(Records excerpted from a collection)
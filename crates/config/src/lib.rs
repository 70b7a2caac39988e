//! Configuration of template database factories.
//!
//! [`load`] reads a [`Config`] from TOML and `TEMPLATEDB_CONFIG_*` environment variables, and
//! [`build_factory`] turns it into the configured [`DatabaseFactory`].

use std::{sync::Arc, time::Duration};

use provisioning::DatabaseFactory;
use template_integresql::IntegresqlBackend;
use template_postgres::PostgresBackend;
use url::Url;

pub mod config_file;
pub mod redacted;

pub use self::{
    config_file::{
        Backend, Config, IntegresqlConfig, LoadConfigFileError, PostgresConfig, load,
    },
    redacted::Redacted,
};

/// Builds the factory selected by `config`.
///
/// Nothing is connected yet: a local server is started or reached on the factory's
/// `prepare()` or first request.
pub fn build_factory(config: &Config) -> Result<Arc<dyn DatabaseFactory>, BuildFactoryError> {
    match config.backend {
        Backend::Postgres => {
            let backend = PostgresBackend::new(config.postgres.to_options());
            Ok(Arc::new(backend.into_factory()))
        }
        Backend::Integresql => {
            let base_url = Url::parse(&config.integresql.base_url)
                .map_err(BuildFactoryError::InvalidBaseUrl)?;
            let timeout = Duration::from_secs(config.integresql.timeout_secs);
            let client = integresql_client::Client::new(base_url, timeout)
                .map_err(BuildFactoryError::HttpClient)?;
            let backend = IntegresqlBackend::new(client)
                .with_host_is_localhost(config.integresql.host_is_localhost);
            Ok(Arc::new(backend.into_factory()))
        }
    }
}

/// Errors that can occur when building a factory
#[derive(Debug, thiserror::Error)]
pub enum BuildFactoryError {
    /// The IntegreSQL address is not a valid URL
    #[error("invalid IntegreSQL base URL")]
    InvalidBaseUrl(#[source] url::ParseError),

    /// The HTTP client could not be built
    #[error("failed to build IntegreSQL HTTP client")]
    HttpClient(#[source] reqwest::Error),
}
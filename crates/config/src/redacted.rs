/// A wrapper that redacts its contents in `Debug` output.
///
/// Wraps secrets such as connection URLs carrying passwords. The inner value is reachable
/// through `Deref`, but `Debug` prints `<redacted>`.
///
/// Only `Deserialize` is implemented, so a loaded secret cannot be serialized back out by
/// accident.
#[derive(Clone, PartialEq, Eq, Hash)]
pub struct Redacted<T>(T);

impl<T> Redacted<T> {
    /// Consumes the wrapper and returns the inner value.
    pub fn into_inner(self) -> T {
        self.0
    }
}

impl<T> From<T> for Redacted<T> {
    fn from(value: T) -> Self {
        Self(value)
    }
}

impl<T> std::ops::Deref for Redacted<T> {
    type Target = T;

    fn deref(&self) -> &Self::Target {
        &self.0
    }
}

impl<T> std::fmt::Debug for Redacted<T> {
    fn fmt(&self, f: &mut std::fmt::Formatter<'_>) -> std::fmt::Result {
        f.write_str("<redacted>")
    }
}

impl<'de, T> serde::Deserialize<'de> for Redacted<T>
where
    T: serde::Deserialize<'de>,
{
    fn deserialize<D>(deserializer: D) -> Result<Self, D::Error>
    where
        D: serde::Deserializer<'de>,
    {
        T::deserialize(deserializer).map(Redacted)
    }
}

### Try it
The answer must consist of every line from the data that holds the string "Result".

### Answer section
pub fn build_factory(config: &Config) -> Result<Arc<dyn DatabaseFactory>, BuildFactoryError> {
    fn fmt(&self, f: &mut std::fmt::Formatter<'_>) -> std::fmt::Result {
    fn deserialize<D>(deserializer: D) -> Result<Self, D::Error>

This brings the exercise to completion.